Columbia Colonnade (formerly Columbia Mall) was a shopping mall located just outside Bloomsburg, Pennsylvania. It was anchored by EFO Furniture, Planet Fitness, Dunham's Sports, MVP Clubhouse, and a VA Clinic. The mall was next to Interstate 80 and PA 42. It also served the Bloomsburg University of Pennsylvania, as well as several surrounding communities, such as Bloomsburg and Buckhorn, Pennsylvania.

==History==
Columbia Colonnade's construction was estimated to cost more than $30 million. The mall opened in 1988 with anchors Sears, J. C. Penney, The Bon-Ton, and Hills Department Stores.
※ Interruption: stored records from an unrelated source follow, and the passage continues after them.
//! Runtime shims shared by sessions and transports.

use std::future::Future;
use std::sync::{Mutex, MutexGuard, PoisonError};

/// Spawn a detached background task on the ambient executor.
///
/// Native builds use the current tokio runtime; without one the task is
/// dropped and an error is logged.
#[cfg(not(all(target_arch = "wasm32", feature = "wasm")))]
pub fn spawn<F>(task: F)
where
    F: Future<Output = ()> + Send + 'static,
{
    match tokio::runtime::Handle::try_current() {
        Ok(handle) => {
            handle.spawn(task);
        }
        Err(err) => {
            tracing::error!(error = %err, "no tokio runtime available, background task dropped");
        }
    }
}

/// Spawn a detached background task on the browser event loop.
#[cfg(all(target_arch = "wasm32", feature = "wasm"))]
pub fn spawn<F>(task: F)
where
    F: Future<Output = ()> + 'static,
{
    wasm_bindgen_futures::spawn_local(task);
}

/// Lock a mutex, recovering the data if a previous holder panicked.
pub(crate) fn lock<T>(mutex: &Mutex<T>) -> MutexGuard<'_, T> {
    mutex.lock().unwrap_or_else(PoisonError::into_inner)
}
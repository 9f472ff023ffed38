//! Provider registry.
//!
//! Tracks every discovered wallet as a [`ProviderSession`], keyed by the
//! provider's announced uuid. Discovery starts from whatever global provider
//! the page ships with (registered under [`IMPLICIT_PROVIDER_KEY`]) and
//! switches permanently to announced providers once the first valid
//! EIP-6963 announcement arrives.

use std::fmt;
use std::sync::Arc;
use std::sync::atomic::{AtomicBool, Ordering};

use tokio::sync::{mpsc, watch};
use tracing::{debug, info, warn};

use crate::eip6963::{IMPLICIT_PROVIDER_KEY, ProviderDetail, ProviderEnvironment, ProviderInfo};
use crate::session::ProviderSession;

/// How providers are currently being discovered.
#[derive(Debug, Clone, Copy, Default, PartialEq, Eq, Hash)]
pub enum DiscoveryMode {
    /// Nothing discovered yet.
    #[default]
    None,
    /// Only the global fallback provider is known.
    Implicit,
    /// At least one provider has announced itself. Never left again.
    Explicit,
}

impl DiscoveryMode {
    /// Lowercase name.
    #[must_use]
    pub const fn as_str(self) -> &'static str {
        match self {
            Self::None => "none",
            Self::Implicit => "implicit",
            Self::Explicit => "explicit",
        }
    }
}

impl fmt::Display for DiscoveryMode {
    fn fmt(&self, f: &mut fmt::Formatter<'_>) -> fmt::Result {
        f.write_str(self.as_str())
    }
}

/// Snapshot of the registry.
#[derive(Debug, Clone, Default)]
pub struct RegistryState {
    /// Discovery mode.
    pub mode: DiscoveryMode,
    /// Sessions in registration order.
    pub sessions: Vec<ProviderSession>,
}

impl RegistryState {
    /// Look up a session by provider id.
    #[must_use]
    pub fn get(&self, id: &str) -> Option<&ProviderSession> {
        self.sessions.iter().find(|s| s.info().uuid == id)
    }

    /// Whether a session is registered under `id`.
    #[must_use]
    pub fn contains(&self, id: &str) -> bool {
        self.get(id).is_some()
    }

    /// Provider ids in registration order.
    #[must_use]
    pub fn ids(&self) -> Vec<String> {
        self.sessions.iter().map(|s| s.info().uuid.clone()).collect()
    }
}

struct RegistryInner {
    state: watch::Sender<RegistryState>,
    initialized: AtomicBool,
}

/// The set of known providers.
///
/// Cloning yields another handle to the same registry.
#[derive(Clone)]
pub struct ProviderRegistry {
    inner: Arc<RegistryInner>,
}

impl fmt::Debug for ProviderRegistry {
    fn fmt(&self, f: &mut fmt::Formatter<'_>) -> fmt::Result {
        let state = self.inner.state.borrow();
        f.debug_struct("ProviderRegistry")
            .field("mode", &state.mode)
            .field("providers", &state.ids())
            .finish()
    }
}

impl Default for ProviderRegistry {
    fn default() -> Self {
        Self::new()
    }
}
Sears and J. C. Penney moved from downtown Bloomsburg, Pennsylvania, to become anchor stores when the mall opened. The mall was sold early in its existence for $36 million to Heitman Advisory Corp. In 1995, Columbia Mall was sold for $27.6 million. The only anchor change during this time was when Hills converted to Ames in 1999. After the closure of Ames in 2002, the vacant store was used occasionally for the Animal Resource Center Yard Sale, Eagle Arms Gun Show, and WNEP Outdoor Expo. Cedar Shopping Centers (Cedar Bloomsburg LLC) bought the mall in 2005 for $14 million from Bay View Columbia Mall, with reconstruction plans existing in 2008. WP Realty joined as a 25% owner of the mall in 2008.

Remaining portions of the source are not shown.